Americans have not always done selfless well. The country’s vast landmass and frontier history have long made American culture one that highly prizes personal freedom—often at the expense of the public good. Enter coronavirus, enter the face mask, and all of that gets exacerbated.
What we don’t know about face masks is in some ways as great as what we do know. A properly fitted N95 mask can be extremely effective at protecting the wearer from being infected by others, as well as protecting others from being infected by the wearer. But simple surgical masks or homemade masks? The scientific research to date suggests they do a much better job of protecting other people from you than protecting you from other people.
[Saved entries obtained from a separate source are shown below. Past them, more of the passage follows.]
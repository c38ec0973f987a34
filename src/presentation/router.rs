use axum::Router;
use axum::extract::DefaultBodyLimit;
use axum::middleware;
use axum::routing::{get, post};
use tower_http::cors::{Any, CorsLayer};
use tower_http::trace::{DefaultMakeSpan, DefaultOnResponse, TraceLayer};
use tracing::Level;

use crate::application::ports::{KnowledgeStore, LlmClient, OcrClient};
use crate::infrastructure::observability::request_id_middleware;
use crate::presentation::handlers::{
    answer_query_handler, ask_document_handler, collect_user_info_handler,
    extract_fields_handler, health_handler, root_handler,
};
use crate::presentation::state::AppState;

pub fn create_router<O, L, K>(state: AppState<O, L, K>) -> Router
where
    O: OcrClient + 'static,
    L: LlmClient + 'static,
    K: KnowledgeStore + 'static,
{
    let cors = CorsLayer::new()
        .allow_origin(Any)
        .allow_methods(Any)
        .allow_headers(Any);

    let trace_layer = TraceLayer::new_for_http()
        .make_span_with(DefaultMakeSpan::new().level(Level::INFO))
        .on_response(DefaultOnResponse::new().level(Level::INFO));

    let upload_limit = DefaultBodyLimit::max(state.max_upload_bytes);

    Router::new()
        .route("/", get(root_handler))
        .route("/health", get(health_handler::<O, L, K>))
        .route(
            "/collect_user_info",
            post(collect_user_info_handler::<O, L, K>),
        )
        .route("/answer_query", post(answer_query_handler::<O, L, K>))
        .route(
            "/api/v1/documents/ask",
            post(ask_document_handler::<O, L, K>).layer(upload_limit.clone()),
        )
        .route(
            "/api/v1/documents/fields",
            post(extract_fields_handler::<O, L, K>).layer(upload_limit),
        )
        .layer(middleware::from_fn(request_id_middleware))
        .layer(trace_layer)
        .layer(cors)
        .with_state(state)
}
In the context of a pandemic, stopping the infection in both directions can be equally important in preventing a communicable disease from spreading, and official U.S. policy may be changing to reflect that.
On April 3, President Trump announced that the U.S. Centers for Disease Control and Prevention (CDC) would now be recommending the use of cloth masks—including the do-it-yourself kind—to prevent asymptomatic people from spreading the virus. Whether the measure will be widely adopted is uncertain, at least in part because of how mask-wearing is perceived in the U.S. “We look at people wearing a mask as if they’re sick and we tend to stigmatize them,” says Jessica Berg, dean of the Case Western Reserve University School of Law and a professor of bioethics and public health. “In Eastern cultures people wear masks during flu season to protect others and then they come here and it’s startling and horrible to them that we don’t.”
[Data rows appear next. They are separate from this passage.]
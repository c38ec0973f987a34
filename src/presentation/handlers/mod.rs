mod answer_query;
mod collect_user_info;
mod documents;
mod error_response;
mod health;
mod nullable;
mod root;

pub use answer_query::{AnswerQueryRequest, AnswerQueryResponse, ClosestMatch, answer_query_handler};
pub use collect_user_info::{
    CollectUserInfoRequest, CollectUserInfoResponse, collect_user_info_handler,
};
pub use documents::{
    DocumentAskResponse, DocumentFieldsResponse, ask_document_handler, extract_fields_handler,
};
pub use error_response::ErrorResponse;
pub use health::{HealthResponse, health_handler};
pub use root::{RootResponse, WELCOME_MESSAGE, root_handler};
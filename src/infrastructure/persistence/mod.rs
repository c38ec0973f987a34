mod in_memory_knowledge_store;
mod json_knowledge_base;

pub use in_memory_knowledge_store::InMemoryKnowledgeStore;
pub use json_knowledge_base::JsonKnowledgeBaseFile;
It might seem that, if masks are scarce, they should go to the people most at risk of suffering significantly from COVID-19. Primarily, that means older people, and especially those with underlying health conditions. But, says Berg, if the purpose of a mask is really to prevent the wearer from spreading the virus, “Maybe in fact the right person to buy a mask would be your healthy millennial. They’re the people who would be walking around more. The people you want wearing masks are the people who are coming into contact with other people.”
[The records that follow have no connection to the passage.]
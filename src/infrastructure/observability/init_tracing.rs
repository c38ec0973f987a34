use std::path::Path;

use tracing_appender::rolling;
use tracing_subscriber::layer::SubscriberExt;
use tracing_subscriber::util::SubscriberInitExt;
use tracing_subscriber::{EnvFilter, fmt};

use super::TracingConfig;

/// Initialize the tracing subscriber with structured logging.
///
/// `RUST_LOG` takes precedence over the configured level.
pub fn init_tracing(config: &TracingConfig, component: &str) {
    let env_filter =
        EnvFilter::try_from_default_env().unwrap_or_else(|_| EnvFilter::new(&config.level));

    let file_layer = config.log_file.as_deref().map(|path| {
        let directory = path
            .parent()
            .filter(|p| !p.as_os_str().is_empty())
            .unwrap_or_else(|| Path::new("."));
        let file_name = path
            .file_name()
            .map(|n| n.to_os_string())
            .unwrap_or_else(|| "docsense.log".into());

        fmt::layer()
            .with_writer(rolling::never(directory, file_name))
            .with_ansi(false)
            .with_target(true)
    });

    if config.json_format {
        tracing_subscriber::registry()
            .with(env_filter)
            .with(file_layer)
            .with(
                fmt::layer()
                    .json()
                    .with_target(true)
                    .with_file(true)
                    .with_line_number(true),
            )
            .init();
    } else {
        tracing_subscriber::registry()
            .with(env_filter)
            .with(file_layer)
            .with(
                fmt::layer()
                    .with_target(true)
                    .with_file(true)
                    .with_line_number(true),
            )
            .init();
    }

    tracing::info!(
        component = component,
        environment = %config.environment,
        json_format = config.json_format,
        log_file = ?config.log_file,
        "Tracing initialized"
    );
}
Masks also can be a form of virtue-signaling. Bioethicist Nancy Kass, deputy director for public health of Johns Hopkins University’s Berman Institute, shares examples of social behavior that are admittedly anecdotal, but nonetheless telling. “A friend of mine who lives in an apartment building tells me that when he’s wearing a mask other people won’t get in an elevator with him,” she says. “Someone else told me, ‘I started to wear a mask when I go to the grocery store because other people stay away from me.'”
It’s not at all clear whether that happens because the mask wearers are inadvertently sending the signal that they are sick or sending a reminder that this is a time of social distancing, but Kass argues that it’s entirely possible it’s the latter, more selfless, reason. “These are healthy people, but they want to do their one-in-320-million-person part,” she says.
Getting your hands on a mask in the first place is another ethical conundrum. It is perhaps a positive sign that both Target and Home Depot came in for intense criticism in the last two weeks for stocking N95 masks—which are in short supply and desperately needed by health care workers—on their shelves. Target quickly pulled the masks and apologized for stocking them “in error.” Home Depot similarly ordered all of its 2,300 stores to stop selling the masks. The unexpected availability of the in-demand items was met at least partly with righteous public opprobrium.
“The ethical issue is that healthcare workers and other first responders really need medical-grade masks to protect themselves, but these kinds of masks are in short supply,” writes Suzanne Rivera, associate professor of bioethics and vice president for research and technology management at Case Western, in an email to TIME. “Those of us who don’t work in healthcare settings should stick to fabric masks, like the kind many people are sewing at home.”
Then there’s the ethical question of hoarding—which is really not a question at all. The universally accepted ethical rule is: Just don’t. In times of crisis, hoarding food, water, batteries, diapers, toilet paper and more is a natural impulse, but one that is both selfish and misguided—with the amount bought often exceeding actual need. That applies too to masks. “I would say that nobody could be faulted for obtaining one mask, particularly anyone who lives with an at-risk individual,” says Jonathan Haidt, professor of ethical leadership at New York University’s Stern School of Business. “Beyond the first mask, the cost-benefit calculation changes.”
Finally, there are the ethical burdens borne not by the average person, but the people in a position to make rules and impose policies: government and public health officials. The rule here is to be forthcoming. If you don’t know the answer, say so. If you get something wrong, own it and correct it.
“Officials need to be very, very careful that the recommendations they make have a reasonable amount of data behind them,” says Kass. “If we don’t have the data we have to say so.”
The new mask recommendations may be a sign that the government is trying harder to get things right, to follow those ethical dicta. Of course, the public’s response to the recommendations will be the true sign of whether Americans as a whole are as well.